Stored items:
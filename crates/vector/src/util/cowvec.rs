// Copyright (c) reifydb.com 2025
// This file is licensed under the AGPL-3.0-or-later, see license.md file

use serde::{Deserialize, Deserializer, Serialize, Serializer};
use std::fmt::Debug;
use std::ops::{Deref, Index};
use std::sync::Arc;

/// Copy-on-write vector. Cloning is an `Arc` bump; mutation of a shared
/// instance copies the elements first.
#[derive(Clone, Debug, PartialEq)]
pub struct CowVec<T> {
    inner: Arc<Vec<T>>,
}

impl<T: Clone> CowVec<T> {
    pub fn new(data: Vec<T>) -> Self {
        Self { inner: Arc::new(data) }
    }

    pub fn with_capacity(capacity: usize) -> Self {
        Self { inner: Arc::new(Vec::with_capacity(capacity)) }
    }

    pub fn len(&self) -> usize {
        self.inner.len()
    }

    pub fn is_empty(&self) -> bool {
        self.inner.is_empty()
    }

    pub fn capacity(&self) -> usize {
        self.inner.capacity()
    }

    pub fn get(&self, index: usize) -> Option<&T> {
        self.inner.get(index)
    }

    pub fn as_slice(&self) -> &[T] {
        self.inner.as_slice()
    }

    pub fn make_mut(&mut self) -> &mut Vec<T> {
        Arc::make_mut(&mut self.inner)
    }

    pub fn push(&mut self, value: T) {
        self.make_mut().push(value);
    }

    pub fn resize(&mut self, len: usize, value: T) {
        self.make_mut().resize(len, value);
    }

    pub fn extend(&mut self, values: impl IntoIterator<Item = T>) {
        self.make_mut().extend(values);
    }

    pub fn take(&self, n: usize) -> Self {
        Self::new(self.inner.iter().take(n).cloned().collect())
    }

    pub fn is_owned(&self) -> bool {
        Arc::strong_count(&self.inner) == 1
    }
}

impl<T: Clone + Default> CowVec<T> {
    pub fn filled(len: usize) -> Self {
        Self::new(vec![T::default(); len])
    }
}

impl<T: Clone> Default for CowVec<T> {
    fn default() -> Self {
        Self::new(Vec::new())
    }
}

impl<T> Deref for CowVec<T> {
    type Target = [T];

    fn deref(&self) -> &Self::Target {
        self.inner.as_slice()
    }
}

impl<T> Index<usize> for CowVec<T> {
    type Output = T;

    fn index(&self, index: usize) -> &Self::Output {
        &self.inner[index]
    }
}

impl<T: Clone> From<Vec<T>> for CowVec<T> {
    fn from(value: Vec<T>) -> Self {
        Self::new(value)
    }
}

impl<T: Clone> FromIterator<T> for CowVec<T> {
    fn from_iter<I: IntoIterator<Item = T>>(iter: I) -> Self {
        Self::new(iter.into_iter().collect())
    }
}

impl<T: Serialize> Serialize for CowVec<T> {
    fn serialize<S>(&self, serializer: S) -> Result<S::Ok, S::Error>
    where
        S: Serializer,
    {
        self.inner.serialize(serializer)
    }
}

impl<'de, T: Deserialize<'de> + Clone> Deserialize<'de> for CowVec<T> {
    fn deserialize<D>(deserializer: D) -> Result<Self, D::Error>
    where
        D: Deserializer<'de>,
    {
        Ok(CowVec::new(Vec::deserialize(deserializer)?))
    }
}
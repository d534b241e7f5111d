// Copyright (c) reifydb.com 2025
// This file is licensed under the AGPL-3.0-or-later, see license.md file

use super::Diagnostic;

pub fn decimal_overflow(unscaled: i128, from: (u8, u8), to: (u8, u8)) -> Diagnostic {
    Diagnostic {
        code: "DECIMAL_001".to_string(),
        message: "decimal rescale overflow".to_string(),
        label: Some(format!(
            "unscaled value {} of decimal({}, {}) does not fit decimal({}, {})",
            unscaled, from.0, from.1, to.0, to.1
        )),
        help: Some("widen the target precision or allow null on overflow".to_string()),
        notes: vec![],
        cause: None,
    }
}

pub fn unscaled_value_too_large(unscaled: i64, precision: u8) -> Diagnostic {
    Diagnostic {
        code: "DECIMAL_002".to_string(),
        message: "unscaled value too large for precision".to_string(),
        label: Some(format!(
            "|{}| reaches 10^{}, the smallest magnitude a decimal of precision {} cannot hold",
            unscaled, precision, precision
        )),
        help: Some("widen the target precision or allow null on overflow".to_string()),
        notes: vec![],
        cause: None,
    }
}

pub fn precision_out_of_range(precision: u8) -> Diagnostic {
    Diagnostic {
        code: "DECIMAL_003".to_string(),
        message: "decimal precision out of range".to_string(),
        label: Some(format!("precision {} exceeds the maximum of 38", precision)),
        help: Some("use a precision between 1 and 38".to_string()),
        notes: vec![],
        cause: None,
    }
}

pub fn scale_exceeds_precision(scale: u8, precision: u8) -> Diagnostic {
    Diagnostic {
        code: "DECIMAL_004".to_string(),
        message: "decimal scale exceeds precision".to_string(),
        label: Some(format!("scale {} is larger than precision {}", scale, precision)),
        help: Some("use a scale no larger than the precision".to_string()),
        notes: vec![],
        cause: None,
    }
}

» Problem to solve
When you transcribe the records above, keep every line exactly the same.

» Response to the exercise
filename crates/vector/src/util/cowvec.rs
// Copyright (c) reifydb.com 2025
// This file is licensed under the AGPL-3.0-or-later, see license.md file

use serde::{Deserialize, Deserializer, Serialize, Serializer};
use std::fmt::Debug;
use std::ops::{Deref, Index};
use std::sync::Arc;

/// Copy-on-write vector. Cloning is an `Arc` bump; mutation of a shared
/// instance copies the elements first.
#[derive(Clone, Debug, PartialEq)]
pub struct CowVec<T> {
    inner: Arc<Vec<T>>,
}

impl<T: Clone> CowVec<T> {
    pub fn new(data: Vec<T>) -> Self {
        Self { inner: Arc::new(data) }
    }

    pub fn with_capacity(capacity: usize) -> Self {
        Self { inner: Arc::new(Vec::with_capacity(capacity)) }
    }

    pub fn len(&self) -> usize {
        self.inner.len()
    }

    pub fn is_empty(&self) -> bool {
        self.inner.is_empty()
    }

    pub fn capacity(&self) -> usize {
        self.inner.capacity()
    }

    pub fn get(&self, index: usize) -> Option<&T> {
        self.inner.get(index)
    }

    pub fn as_slice(&self) -> &[T] {
        self.inner.as_slice()
    }

    pub fn make_mut(&mut self) -> &mut Vec<T> {
        Arc::make_mut(&mut self.inner)
    }

    pub fn push(&mut self, value: T) {
        self.make_mut().push(value);
    }

    pub fn resize(&mut self, len: usize, value: T) {
        self.make_mut().resize(len, value);
    }

    pub fn extend(&mut self, values: impl IntoIterator<Item = T>) {
        self.make_mut().extend(values);
    }

    pub fn take(&self, n: usize) -> Self {
        Self::new(self.inner.iter().take(n).cloned().collect())
    }

    pub fn is_owned(&self) -> bool {
        Arc::strong_count(&self.inner) == 1
    }
}

impl<T: Clone + Default> CowVec<T> {
    pub fn filled(len: usize) -> Self {
        Self::new(vec![T::default(); len])
    }
}

impl<T: Clone> Default for CowVec<T> {
    fn default() -> Self {
        Self::new(Vec::new())
    }
}

impl<T> Deref for CowVec<T> {
    type Target = [T];

    fn deref(&self) -> &Self::Target {
        self.inner.as_slice()
    }
}

impl<T> Index<usize> for CowVec<T> {
    type Output = T;

    fn index(&self, index: usize) -> &Self::Output {
        &self.inner[index]
    }
}

impl<T: Clone> From<Vec<T>> for CowVec<T> {
    fn from(value: Vec<T>) -> Self {
        Self::new(value)
    }
}

impl<T: Clone> FromIterator<T> for CowVec<T> {
    fn from_iter<I: IntoIterator<Item = T>>(iter: I) -> Self {
        Self::new(iter.into_iter().collect())
    }
}

impl<T: Serialize> Serialize for CowVec<T> {
    fn serialize<S>(&self, serializer: S) -> Result<S::Ok, S::Error>
    where
        S: Serializer,
    {
        self.inner.serialize(serializer)
    }
}

impl<'de, T: Deserialize<'de> + Clone> Deserialize<'de> for CowVec<T> {
    fn deserialize<D>(deserializer: D) -> Result<Self, D::Error>
    where
        D: Deserializer<'de>,
    {
        Ok(CowVec::new(Vec::deserialize(deserializer)?))
    }
}
repository d534b241e7f5111d
// Copyright (c) reifydb.com 2025
// This file is licensed under the AGPL-3.0-or-later, see license.md file

use super::Diagnostic;

pub fn decimal_overflow(unscaled: i128, from: (u8, u8), to: (u8, u8)) -> Diagnostic {
    Diagnostic {
        code: "DECIMAL_001".to_string(),
        message: "decimal rescale overflow".to_string(),
        label: Some(format!(
            "unscaled value {} of decimal({}, {}) does not fit decimal({}, {})",
            unscaled, from.0, from.1, to.0, to.1
        )),
        help: Some("widen the target precision or allow null on overflow".to_string()),
        notes: vec![],
        cause: None,
    }
}

pub fn unscaled_value_too_large(unscaled: i64, precision: u8) -> Diagnostic {
    Diagnostic {
        code: "DECIMAL_002".to_string(),
        message: "unscaled value too large for precision".to_string(),
        label: Some(format!(
            "|{}| reaches 10^{}, the smallest magnitude a decimal of precision {} cannot hold",
            unscaled, precision, precision
        )),
        help: Some("widen the target precision or allow null on overflow".to_string()),
        notes: vec![],
        cause: None,
    }
}

pub fn precision_out_of_range(precision: u8) -> Diagnostic {
    Diagnostic {
        code: "DECIMAL_003".to_string(),
        message: "decimal precision out of range".to_string(),
        label: Some(format!("precision {} exceeds the maximum of 38", precision)),
        help: Some("use a precision between 1 and 38".to_string()),
        notes: vec![],
        cause: None,
    }
}

pub fn scale_exceeds_precision(scale: u8, precision: u8) -> Diagnostic {
    Diagnostic {
        code: "DECIMAL_004".to_string(),
        message: "decimal scale exceeds precision".to_string(),
        label: Some(format!("scale {} is larger than precision {}", scale, precision)),
        help: Some("use a scale no larger than the precision".to_string()),
        notes: vec![],
        cause: None,
    }
}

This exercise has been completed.